Work item | From the data below, repeat exactly the lines from the line with "repository 7b7b6d3e777a1e77" to the line with "const VISUAL_KEYWORDS: &[&str]", both included.

Data listing |
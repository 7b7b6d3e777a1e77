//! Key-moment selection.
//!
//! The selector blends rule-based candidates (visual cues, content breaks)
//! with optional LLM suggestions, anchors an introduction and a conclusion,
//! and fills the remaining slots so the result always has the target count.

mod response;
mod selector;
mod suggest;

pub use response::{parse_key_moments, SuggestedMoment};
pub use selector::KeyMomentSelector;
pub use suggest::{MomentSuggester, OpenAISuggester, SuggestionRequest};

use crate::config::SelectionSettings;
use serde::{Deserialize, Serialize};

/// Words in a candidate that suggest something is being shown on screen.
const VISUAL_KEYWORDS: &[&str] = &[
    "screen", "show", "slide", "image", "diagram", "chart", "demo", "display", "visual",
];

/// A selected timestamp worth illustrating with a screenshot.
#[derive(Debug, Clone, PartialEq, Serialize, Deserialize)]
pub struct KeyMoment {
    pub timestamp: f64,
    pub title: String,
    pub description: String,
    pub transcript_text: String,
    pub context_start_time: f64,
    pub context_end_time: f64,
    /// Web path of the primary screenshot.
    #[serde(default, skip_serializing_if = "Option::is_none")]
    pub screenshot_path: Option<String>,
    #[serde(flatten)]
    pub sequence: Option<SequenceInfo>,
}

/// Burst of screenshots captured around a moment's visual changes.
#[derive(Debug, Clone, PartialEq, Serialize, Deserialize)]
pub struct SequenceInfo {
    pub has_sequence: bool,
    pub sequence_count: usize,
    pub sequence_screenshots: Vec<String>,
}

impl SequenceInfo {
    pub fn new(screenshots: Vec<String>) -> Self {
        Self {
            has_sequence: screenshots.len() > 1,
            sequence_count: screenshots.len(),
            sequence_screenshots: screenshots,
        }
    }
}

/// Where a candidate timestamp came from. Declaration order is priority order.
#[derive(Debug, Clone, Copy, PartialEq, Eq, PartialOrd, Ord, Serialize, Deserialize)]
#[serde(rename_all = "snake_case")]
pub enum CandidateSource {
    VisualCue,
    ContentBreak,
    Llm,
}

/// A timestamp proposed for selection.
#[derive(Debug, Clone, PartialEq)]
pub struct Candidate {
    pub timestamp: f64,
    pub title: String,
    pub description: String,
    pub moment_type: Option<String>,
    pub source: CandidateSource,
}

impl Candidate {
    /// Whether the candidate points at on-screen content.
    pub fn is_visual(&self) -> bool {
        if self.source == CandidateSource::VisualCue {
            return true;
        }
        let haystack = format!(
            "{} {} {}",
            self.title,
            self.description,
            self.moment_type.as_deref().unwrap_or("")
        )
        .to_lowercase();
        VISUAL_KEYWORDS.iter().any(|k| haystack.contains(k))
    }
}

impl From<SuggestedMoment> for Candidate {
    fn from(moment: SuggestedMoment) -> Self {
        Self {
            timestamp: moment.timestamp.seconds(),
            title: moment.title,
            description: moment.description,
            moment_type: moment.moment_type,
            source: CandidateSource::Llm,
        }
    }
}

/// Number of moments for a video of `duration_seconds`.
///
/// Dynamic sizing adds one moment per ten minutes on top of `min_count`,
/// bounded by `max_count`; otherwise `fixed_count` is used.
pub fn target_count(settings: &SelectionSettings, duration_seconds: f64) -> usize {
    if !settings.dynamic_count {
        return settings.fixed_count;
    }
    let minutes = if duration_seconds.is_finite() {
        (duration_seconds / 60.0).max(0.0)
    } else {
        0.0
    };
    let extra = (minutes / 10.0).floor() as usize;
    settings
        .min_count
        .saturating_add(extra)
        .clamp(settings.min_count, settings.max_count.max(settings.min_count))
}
==
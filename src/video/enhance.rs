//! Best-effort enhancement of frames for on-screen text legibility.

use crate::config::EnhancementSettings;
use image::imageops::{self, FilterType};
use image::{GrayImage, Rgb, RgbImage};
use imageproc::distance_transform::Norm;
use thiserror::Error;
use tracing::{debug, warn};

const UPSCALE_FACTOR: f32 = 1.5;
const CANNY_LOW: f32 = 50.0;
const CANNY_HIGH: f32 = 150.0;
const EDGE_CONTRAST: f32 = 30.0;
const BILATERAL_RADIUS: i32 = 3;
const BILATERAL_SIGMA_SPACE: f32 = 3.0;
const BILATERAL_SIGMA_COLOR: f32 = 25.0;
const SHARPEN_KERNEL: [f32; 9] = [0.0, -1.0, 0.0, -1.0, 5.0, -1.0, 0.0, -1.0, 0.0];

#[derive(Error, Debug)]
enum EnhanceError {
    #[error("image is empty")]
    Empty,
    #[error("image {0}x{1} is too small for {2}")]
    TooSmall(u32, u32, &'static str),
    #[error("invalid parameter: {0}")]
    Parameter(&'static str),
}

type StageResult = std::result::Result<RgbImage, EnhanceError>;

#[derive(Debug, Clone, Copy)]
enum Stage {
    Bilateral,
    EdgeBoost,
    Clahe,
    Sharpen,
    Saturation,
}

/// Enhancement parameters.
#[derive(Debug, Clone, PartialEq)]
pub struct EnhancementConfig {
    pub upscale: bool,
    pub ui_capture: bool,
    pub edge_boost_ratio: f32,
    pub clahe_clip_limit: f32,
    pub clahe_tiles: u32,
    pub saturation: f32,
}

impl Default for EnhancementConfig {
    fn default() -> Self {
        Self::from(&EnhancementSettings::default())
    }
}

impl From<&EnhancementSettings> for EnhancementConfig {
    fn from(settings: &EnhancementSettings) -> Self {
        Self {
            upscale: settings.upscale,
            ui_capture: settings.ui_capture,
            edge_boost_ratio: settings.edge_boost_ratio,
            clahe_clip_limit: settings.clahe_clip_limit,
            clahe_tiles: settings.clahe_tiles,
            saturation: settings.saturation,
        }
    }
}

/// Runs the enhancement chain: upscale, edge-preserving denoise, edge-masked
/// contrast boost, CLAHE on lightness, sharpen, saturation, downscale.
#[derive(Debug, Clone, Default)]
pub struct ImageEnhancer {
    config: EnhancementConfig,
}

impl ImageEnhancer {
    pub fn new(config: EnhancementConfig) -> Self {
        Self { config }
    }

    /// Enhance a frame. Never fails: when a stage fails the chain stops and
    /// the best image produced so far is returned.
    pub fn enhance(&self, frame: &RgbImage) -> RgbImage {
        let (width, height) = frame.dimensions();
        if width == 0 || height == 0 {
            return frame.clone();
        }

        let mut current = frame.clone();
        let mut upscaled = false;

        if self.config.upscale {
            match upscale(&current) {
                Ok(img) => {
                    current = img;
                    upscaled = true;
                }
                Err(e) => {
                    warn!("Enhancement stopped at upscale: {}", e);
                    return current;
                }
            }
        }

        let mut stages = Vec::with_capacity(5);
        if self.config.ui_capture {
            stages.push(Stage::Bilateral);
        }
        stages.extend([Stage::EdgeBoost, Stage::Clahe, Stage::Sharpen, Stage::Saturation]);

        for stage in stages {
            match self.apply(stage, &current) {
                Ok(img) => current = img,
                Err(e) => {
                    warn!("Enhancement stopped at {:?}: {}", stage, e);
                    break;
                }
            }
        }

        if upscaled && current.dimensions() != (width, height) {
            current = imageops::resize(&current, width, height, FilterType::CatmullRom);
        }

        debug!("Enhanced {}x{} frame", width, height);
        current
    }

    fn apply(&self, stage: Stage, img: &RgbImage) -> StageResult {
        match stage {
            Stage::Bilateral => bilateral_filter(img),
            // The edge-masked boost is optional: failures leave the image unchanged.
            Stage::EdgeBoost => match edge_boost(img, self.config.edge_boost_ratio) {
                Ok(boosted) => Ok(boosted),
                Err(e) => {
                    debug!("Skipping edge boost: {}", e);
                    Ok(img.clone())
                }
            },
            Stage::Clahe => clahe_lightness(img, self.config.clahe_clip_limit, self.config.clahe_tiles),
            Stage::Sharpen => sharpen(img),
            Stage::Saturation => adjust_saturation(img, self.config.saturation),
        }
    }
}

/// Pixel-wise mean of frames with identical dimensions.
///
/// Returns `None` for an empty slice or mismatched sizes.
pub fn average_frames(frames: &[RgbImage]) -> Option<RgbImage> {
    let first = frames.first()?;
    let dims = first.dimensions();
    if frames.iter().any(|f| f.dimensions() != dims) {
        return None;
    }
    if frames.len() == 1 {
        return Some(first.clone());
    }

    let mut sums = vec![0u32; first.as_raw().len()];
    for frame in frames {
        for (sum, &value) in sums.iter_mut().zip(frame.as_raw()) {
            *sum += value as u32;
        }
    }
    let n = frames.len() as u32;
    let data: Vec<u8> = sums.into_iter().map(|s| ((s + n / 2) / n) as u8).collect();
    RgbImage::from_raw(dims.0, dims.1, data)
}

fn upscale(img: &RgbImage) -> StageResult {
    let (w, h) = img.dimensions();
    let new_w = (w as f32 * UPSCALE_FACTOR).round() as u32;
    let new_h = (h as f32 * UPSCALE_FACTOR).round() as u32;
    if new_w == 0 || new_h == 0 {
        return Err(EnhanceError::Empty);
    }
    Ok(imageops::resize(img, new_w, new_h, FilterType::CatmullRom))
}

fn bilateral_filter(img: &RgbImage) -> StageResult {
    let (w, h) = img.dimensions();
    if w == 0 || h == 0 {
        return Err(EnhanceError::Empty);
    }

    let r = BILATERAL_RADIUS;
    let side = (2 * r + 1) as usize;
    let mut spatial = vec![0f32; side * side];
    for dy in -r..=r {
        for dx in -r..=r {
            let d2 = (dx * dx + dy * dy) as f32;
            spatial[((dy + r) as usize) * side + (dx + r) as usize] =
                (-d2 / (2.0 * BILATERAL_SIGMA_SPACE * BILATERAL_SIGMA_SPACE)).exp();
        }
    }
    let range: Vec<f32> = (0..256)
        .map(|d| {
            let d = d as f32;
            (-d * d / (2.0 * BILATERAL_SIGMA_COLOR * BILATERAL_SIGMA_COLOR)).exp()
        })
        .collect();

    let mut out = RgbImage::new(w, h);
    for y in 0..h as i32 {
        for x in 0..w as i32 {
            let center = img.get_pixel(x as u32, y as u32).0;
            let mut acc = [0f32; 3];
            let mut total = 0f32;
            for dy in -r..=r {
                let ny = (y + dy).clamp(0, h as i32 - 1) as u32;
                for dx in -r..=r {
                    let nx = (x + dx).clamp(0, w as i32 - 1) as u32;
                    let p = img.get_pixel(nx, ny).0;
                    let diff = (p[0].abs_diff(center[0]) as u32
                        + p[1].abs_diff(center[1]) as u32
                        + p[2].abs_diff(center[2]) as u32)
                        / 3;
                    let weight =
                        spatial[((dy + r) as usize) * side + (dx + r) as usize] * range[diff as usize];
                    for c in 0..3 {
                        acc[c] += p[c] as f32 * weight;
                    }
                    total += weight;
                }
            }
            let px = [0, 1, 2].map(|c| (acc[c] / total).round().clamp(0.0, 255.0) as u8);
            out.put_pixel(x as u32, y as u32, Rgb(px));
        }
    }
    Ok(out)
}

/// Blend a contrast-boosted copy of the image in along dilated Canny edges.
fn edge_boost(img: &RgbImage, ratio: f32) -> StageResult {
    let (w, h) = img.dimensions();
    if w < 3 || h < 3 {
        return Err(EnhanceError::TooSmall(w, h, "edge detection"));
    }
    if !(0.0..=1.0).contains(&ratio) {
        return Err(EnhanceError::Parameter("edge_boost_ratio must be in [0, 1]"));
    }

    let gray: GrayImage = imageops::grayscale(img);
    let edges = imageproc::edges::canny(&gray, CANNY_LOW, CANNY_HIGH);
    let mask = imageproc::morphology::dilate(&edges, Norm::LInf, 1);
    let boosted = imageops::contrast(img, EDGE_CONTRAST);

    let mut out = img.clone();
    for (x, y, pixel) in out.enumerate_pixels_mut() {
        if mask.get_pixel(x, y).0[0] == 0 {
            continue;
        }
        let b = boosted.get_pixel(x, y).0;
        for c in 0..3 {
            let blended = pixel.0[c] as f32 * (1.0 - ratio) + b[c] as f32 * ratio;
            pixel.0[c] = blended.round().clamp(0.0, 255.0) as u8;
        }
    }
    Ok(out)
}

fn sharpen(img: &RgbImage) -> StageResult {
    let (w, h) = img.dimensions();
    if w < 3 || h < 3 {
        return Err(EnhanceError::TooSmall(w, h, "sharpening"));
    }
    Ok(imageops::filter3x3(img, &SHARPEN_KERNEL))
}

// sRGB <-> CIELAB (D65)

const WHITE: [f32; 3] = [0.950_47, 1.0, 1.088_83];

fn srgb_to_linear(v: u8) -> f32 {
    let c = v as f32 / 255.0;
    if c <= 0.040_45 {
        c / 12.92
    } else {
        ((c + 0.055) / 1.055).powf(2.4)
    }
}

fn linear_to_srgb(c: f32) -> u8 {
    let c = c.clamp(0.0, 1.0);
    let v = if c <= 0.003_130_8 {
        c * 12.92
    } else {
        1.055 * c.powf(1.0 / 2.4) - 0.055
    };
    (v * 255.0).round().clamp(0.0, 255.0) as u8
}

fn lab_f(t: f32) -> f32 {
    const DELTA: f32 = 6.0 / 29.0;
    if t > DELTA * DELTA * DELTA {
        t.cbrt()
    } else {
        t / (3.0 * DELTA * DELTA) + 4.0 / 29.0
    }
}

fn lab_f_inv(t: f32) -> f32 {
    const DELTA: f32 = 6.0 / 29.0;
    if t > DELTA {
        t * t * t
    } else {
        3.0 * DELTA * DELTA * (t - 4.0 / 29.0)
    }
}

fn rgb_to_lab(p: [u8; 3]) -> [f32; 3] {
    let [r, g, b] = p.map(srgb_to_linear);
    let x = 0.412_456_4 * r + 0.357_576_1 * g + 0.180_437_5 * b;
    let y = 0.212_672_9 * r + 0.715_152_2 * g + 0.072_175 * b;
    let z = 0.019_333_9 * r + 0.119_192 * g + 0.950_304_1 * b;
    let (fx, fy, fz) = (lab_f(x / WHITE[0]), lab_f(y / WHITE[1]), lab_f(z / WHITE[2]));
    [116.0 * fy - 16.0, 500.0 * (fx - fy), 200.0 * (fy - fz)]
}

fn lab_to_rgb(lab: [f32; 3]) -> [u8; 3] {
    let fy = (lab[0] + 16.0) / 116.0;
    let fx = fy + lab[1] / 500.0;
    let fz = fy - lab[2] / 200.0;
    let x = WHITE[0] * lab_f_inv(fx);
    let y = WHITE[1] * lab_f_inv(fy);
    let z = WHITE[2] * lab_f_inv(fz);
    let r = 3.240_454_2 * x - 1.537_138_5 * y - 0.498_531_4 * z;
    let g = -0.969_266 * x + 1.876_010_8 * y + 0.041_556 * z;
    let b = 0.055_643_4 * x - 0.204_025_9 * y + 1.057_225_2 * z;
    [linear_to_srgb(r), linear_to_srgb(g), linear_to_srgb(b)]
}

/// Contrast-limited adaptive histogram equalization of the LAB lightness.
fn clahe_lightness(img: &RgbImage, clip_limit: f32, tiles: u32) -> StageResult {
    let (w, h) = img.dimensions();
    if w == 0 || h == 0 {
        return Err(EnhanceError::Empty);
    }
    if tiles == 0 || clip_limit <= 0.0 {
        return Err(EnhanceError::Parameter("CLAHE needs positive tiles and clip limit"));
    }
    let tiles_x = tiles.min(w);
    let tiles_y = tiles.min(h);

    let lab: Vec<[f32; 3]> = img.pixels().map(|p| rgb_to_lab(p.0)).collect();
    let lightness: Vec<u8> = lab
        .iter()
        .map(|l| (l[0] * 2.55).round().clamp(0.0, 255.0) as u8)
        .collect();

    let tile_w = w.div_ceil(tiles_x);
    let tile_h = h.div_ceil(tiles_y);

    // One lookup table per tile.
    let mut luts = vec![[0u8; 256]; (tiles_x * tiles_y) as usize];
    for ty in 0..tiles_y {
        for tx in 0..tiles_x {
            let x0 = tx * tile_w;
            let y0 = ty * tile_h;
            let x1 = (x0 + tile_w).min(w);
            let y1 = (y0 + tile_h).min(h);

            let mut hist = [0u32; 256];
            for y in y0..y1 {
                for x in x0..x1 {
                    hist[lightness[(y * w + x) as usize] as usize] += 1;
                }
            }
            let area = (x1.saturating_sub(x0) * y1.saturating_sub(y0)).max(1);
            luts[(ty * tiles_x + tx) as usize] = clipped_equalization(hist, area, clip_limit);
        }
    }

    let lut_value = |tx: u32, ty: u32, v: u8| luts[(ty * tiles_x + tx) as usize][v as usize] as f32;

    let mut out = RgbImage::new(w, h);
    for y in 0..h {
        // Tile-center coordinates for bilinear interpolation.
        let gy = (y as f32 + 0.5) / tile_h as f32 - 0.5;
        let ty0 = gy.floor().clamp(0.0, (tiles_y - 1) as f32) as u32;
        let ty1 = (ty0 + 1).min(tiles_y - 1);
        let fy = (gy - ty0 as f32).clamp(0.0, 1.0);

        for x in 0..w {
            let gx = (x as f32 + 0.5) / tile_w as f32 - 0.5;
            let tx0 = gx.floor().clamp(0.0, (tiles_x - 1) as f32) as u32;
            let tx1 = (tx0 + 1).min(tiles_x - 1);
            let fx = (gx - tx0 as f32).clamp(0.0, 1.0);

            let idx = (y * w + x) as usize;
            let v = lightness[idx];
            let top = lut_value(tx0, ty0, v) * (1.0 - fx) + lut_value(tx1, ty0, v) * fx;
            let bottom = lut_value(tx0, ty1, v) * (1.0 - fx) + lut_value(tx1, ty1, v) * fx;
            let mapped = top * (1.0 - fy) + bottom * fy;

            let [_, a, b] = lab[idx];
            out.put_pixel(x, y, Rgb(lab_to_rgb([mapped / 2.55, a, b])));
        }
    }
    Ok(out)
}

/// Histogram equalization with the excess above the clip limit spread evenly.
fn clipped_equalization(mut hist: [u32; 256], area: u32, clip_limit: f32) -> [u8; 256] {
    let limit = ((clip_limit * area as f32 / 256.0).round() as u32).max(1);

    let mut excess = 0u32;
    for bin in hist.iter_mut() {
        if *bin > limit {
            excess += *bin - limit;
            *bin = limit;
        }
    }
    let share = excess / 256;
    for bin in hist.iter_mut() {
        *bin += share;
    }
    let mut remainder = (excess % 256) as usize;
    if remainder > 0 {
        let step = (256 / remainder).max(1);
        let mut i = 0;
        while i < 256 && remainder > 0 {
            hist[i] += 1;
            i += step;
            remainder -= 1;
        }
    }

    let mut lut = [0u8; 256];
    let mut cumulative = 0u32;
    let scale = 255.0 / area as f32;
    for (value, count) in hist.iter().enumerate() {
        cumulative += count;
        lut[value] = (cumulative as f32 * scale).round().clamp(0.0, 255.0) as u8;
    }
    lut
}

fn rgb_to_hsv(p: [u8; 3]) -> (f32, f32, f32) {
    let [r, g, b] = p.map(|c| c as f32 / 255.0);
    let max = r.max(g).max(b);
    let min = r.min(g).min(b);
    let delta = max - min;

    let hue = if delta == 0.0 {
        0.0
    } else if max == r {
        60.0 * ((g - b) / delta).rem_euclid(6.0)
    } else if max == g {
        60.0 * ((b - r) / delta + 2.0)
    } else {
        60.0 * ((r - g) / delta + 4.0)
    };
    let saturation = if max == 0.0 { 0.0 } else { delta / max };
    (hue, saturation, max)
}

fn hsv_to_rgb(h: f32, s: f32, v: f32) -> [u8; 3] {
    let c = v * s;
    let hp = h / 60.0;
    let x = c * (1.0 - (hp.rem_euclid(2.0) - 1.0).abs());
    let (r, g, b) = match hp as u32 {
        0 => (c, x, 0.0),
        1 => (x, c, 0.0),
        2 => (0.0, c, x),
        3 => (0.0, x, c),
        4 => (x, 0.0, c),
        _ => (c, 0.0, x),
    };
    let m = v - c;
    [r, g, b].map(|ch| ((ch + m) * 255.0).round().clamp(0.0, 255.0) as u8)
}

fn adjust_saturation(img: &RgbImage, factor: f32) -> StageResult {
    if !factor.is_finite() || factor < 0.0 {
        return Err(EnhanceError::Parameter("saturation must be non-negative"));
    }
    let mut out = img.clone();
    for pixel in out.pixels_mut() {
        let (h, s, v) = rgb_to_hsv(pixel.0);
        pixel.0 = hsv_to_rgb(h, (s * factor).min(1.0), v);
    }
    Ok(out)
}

Output for this task |
repository 7b7b6d3e777a1e77
//! Key-moment selection.
//!
//! The selector blends rule-based candidates (visual cues, content breaks)
//! with optional LLM suggestions, anchors an introduction and a conclusion,
//! and fills the remaining slots so the result always has the target count.

mod response;
mod selector;
mod suggest;

pub use response::{parse_key_moments, SuggestedMoment};
pub use selector::KeyMomentSelector;
pub use suggest::{MomentSuggester, OpenAISuggester, SuggestionRequest};

use crate::config::SelectionSettings;
use serde::{Deserialize, Serialize};

/// Words in a candidate that suggest something is being shown on screen.
const VISUAL_KEYWORDS: &[&str] = &[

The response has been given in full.